ASSIGNED TASK
Every line of the entries below that includes "WormholeError" belongs in the answer, copied as written.

SUPPLIED ENTRIES

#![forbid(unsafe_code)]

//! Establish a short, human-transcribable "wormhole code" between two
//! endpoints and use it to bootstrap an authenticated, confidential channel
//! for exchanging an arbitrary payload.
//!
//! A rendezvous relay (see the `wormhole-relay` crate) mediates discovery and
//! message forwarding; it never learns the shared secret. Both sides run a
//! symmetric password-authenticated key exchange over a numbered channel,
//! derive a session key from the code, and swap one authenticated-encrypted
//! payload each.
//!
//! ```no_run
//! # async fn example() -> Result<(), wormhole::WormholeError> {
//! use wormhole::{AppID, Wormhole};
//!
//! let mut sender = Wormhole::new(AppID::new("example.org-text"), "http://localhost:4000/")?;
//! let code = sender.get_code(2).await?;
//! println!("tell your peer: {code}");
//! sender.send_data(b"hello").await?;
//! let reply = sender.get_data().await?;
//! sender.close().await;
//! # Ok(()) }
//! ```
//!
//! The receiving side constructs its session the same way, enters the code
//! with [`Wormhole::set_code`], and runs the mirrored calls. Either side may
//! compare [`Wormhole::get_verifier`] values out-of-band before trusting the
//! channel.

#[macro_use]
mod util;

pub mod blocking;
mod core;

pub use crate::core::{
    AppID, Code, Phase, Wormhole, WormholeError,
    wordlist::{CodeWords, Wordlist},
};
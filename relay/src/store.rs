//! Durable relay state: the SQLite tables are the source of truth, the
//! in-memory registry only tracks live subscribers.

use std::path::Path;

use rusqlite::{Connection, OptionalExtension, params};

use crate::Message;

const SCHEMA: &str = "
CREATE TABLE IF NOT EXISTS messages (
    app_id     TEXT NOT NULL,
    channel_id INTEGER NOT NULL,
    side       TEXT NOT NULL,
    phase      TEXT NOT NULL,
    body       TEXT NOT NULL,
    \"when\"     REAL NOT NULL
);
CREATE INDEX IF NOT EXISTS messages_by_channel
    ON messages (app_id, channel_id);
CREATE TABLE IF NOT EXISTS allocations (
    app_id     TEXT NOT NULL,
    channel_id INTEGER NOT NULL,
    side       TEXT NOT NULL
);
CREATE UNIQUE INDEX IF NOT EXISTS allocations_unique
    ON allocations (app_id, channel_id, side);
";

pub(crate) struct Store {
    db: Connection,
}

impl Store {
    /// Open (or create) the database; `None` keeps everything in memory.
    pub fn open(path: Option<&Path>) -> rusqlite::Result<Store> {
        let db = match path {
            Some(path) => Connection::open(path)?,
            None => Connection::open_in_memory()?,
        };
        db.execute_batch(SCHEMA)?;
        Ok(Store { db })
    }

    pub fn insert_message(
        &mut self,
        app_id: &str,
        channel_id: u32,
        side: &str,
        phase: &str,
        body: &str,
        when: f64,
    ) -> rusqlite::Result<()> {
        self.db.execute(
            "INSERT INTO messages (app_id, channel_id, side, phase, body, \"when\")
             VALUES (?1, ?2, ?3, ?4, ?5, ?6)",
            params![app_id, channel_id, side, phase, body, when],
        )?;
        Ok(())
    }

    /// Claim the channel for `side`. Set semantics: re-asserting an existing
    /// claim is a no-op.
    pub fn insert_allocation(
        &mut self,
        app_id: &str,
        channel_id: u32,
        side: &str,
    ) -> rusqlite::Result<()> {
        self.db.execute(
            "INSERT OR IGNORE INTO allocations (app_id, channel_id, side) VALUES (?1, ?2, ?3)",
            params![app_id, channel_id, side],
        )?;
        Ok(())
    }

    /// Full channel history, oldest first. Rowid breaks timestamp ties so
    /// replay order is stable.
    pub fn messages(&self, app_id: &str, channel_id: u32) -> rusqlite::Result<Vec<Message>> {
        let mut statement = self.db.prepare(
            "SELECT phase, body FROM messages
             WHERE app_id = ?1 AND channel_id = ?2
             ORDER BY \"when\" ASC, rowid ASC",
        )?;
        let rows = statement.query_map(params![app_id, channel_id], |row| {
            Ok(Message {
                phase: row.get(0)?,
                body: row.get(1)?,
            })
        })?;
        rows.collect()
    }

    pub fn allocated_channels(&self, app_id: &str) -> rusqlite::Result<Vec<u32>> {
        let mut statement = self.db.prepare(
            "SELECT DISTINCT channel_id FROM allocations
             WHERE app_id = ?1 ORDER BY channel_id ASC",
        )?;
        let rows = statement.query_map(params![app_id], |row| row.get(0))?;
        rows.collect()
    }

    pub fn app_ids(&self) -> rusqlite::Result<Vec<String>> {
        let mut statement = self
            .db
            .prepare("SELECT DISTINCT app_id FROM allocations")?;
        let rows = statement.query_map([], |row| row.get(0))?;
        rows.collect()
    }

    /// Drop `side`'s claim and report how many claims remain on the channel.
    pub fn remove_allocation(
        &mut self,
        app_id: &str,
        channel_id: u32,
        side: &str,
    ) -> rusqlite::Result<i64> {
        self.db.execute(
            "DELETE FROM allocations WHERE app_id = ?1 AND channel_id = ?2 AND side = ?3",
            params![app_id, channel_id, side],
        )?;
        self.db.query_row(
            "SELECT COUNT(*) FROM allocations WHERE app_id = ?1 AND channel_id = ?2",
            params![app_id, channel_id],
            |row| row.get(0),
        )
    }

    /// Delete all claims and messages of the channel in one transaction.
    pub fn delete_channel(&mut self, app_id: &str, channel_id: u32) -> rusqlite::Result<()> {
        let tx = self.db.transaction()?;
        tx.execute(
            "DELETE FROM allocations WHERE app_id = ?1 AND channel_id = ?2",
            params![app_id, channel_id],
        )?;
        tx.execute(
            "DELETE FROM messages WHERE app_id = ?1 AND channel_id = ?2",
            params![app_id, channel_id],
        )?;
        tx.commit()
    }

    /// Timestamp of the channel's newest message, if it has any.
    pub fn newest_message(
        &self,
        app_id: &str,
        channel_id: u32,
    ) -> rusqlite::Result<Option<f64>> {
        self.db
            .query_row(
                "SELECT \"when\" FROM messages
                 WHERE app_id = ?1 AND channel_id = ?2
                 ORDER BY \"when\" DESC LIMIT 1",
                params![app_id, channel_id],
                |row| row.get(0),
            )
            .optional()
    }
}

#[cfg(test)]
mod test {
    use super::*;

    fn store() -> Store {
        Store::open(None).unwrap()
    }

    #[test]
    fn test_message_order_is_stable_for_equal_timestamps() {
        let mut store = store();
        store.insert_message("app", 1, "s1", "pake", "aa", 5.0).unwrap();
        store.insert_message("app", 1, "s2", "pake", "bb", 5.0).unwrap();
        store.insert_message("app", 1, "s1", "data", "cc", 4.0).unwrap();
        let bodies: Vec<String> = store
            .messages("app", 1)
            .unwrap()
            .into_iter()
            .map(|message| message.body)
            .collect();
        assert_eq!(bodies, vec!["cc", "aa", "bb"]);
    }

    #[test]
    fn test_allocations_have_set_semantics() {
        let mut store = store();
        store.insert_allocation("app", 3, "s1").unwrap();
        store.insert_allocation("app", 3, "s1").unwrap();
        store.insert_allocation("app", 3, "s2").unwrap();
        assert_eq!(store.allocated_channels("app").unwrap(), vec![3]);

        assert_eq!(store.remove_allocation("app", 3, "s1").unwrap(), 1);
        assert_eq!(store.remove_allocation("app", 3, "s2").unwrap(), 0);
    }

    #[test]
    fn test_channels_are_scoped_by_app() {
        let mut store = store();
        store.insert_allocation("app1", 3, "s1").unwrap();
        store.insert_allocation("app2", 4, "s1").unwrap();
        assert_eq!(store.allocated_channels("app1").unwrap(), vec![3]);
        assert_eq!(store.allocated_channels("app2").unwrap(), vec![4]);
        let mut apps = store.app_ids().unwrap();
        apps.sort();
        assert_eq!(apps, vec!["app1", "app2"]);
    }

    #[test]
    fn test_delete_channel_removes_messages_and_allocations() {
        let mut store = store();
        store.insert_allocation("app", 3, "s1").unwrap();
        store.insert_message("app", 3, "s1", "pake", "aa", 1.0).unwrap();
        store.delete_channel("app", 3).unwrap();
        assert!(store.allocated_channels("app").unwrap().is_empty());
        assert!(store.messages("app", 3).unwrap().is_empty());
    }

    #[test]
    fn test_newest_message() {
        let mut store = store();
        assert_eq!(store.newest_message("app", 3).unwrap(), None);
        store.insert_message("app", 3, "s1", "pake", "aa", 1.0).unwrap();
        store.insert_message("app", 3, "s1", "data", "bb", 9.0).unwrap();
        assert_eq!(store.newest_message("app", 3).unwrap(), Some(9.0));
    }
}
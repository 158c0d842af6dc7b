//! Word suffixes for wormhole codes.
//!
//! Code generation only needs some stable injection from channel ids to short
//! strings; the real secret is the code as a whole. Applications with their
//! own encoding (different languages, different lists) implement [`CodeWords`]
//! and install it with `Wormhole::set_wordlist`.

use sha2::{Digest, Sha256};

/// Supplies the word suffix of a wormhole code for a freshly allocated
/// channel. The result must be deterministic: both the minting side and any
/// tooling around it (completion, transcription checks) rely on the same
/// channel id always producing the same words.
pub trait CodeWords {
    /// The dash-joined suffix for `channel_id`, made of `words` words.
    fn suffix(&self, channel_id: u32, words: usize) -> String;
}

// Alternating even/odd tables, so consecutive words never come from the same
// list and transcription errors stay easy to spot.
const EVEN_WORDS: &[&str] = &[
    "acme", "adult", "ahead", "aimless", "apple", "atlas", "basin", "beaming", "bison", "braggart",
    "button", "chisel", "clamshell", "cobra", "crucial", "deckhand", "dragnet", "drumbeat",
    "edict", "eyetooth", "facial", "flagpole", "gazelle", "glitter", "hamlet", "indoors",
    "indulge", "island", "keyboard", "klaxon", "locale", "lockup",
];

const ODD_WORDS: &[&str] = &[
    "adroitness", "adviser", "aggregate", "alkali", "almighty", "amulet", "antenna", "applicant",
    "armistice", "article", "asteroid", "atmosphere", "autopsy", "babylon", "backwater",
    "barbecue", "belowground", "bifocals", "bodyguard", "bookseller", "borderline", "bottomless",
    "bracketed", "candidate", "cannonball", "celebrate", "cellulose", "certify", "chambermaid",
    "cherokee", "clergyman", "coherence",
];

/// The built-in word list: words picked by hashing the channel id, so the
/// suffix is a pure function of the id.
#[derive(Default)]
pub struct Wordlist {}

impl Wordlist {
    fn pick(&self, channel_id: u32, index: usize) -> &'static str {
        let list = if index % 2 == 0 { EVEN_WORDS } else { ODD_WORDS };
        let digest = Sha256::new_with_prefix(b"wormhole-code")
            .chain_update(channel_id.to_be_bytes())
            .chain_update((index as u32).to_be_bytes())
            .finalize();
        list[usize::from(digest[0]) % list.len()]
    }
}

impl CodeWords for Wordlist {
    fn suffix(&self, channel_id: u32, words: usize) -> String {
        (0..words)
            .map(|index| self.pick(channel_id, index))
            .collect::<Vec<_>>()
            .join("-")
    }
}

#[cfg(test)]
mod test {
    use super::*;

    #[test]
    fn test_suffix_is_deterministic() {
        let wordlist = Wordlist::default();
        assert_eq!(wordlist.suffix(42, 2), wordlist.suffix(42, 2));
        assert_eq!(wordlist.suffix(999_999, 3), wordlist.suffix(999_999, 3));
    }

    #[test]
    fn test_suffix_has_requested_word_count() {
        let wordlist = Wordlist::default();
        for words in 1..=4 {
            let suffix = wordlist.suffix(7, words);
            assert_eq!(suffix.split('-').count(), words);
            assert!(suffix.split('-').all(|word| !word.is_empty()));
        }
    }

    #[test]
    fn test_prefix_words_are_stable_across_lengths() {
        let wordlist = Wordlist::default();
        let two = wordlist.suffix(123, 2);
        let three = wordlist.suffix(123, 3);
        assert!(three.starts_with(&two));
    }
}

* * *

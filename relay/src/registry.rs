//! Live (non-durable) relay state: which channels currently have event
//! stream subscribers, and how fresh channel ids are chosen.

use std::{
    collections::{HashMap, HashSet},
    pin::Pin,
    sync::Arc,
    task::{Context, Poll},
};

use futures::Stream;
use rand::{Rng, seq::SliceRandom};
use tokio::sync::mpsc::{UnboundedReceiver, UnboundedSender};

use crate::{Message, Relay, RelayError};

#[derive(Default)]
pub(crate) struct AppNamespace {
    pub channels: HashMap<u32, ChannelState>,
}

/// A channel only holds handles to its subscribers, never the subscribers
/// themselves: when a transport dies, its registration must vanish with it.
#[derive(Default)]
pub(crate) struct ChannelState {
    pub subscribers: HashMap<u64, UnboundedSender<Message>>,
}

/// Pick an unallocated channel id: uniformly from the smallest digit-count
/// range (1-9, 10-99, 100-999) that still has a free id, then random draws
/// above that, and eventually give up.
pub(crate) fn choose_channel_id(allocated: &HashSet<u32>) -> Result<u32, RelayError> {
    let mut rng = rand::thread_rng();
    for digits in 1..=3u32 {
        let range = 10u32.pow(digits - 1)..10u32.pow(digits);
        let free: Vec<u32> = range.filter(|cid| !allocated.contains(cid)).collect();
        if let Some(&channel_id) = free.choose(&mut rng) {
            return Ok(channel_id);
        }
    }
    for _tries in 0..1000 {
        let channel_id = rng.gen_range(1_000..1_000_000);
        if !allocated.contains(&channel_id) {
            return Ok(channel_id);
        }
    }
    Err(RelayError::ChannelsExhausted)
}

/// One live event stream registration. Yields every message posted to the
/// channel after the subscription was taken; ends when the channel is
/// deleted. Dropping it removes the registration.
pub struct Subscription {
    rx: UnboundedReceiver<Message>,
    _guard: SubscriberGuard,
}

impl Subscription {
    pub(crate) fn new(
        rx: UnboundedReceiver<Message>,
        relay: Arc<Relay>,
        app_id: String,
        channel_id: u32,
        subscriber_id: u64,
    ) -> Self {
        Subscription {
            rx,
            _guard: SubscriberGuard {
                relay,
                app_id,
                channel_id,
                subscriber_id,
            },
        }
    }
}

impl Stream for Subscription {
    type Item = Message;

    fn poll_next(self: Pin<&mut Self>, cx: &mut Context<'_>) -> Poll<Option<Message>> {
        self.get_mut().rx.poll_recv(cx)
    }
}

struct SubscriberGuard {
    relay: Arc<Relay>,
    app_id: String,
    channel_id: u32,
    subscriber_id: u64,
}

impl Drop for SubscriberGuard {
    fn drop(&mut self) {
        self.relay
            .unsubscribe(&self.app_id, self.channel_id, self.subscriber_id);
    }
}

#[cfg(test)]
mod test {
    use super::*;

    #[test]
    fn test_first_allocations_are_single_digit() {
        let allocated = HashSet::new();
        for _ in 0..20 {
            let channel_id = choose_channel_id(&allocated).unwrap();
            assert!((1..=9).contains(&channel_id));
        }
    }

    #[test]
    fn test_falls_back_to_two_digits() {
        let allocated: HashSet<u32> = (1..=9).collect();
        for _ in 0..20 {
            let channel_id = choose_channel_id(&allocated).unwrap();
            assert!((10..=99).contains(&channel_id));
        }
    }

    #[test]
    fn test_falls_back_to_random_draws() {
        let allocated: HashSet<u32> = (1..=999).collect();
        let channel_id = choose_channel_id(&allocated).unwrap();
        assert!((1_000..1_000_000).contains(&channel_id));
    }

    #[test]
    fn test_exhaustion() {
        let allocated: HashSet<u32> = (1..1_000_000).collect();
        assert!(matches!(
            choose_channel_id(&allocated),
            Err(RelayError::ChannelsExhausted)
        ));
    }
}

RESULT FOR THIS TASK
//! # async fn example() -> Result<(), wormhole::WormholeError> {
    AppID, Code, Phase, Wormhole, WormholeError,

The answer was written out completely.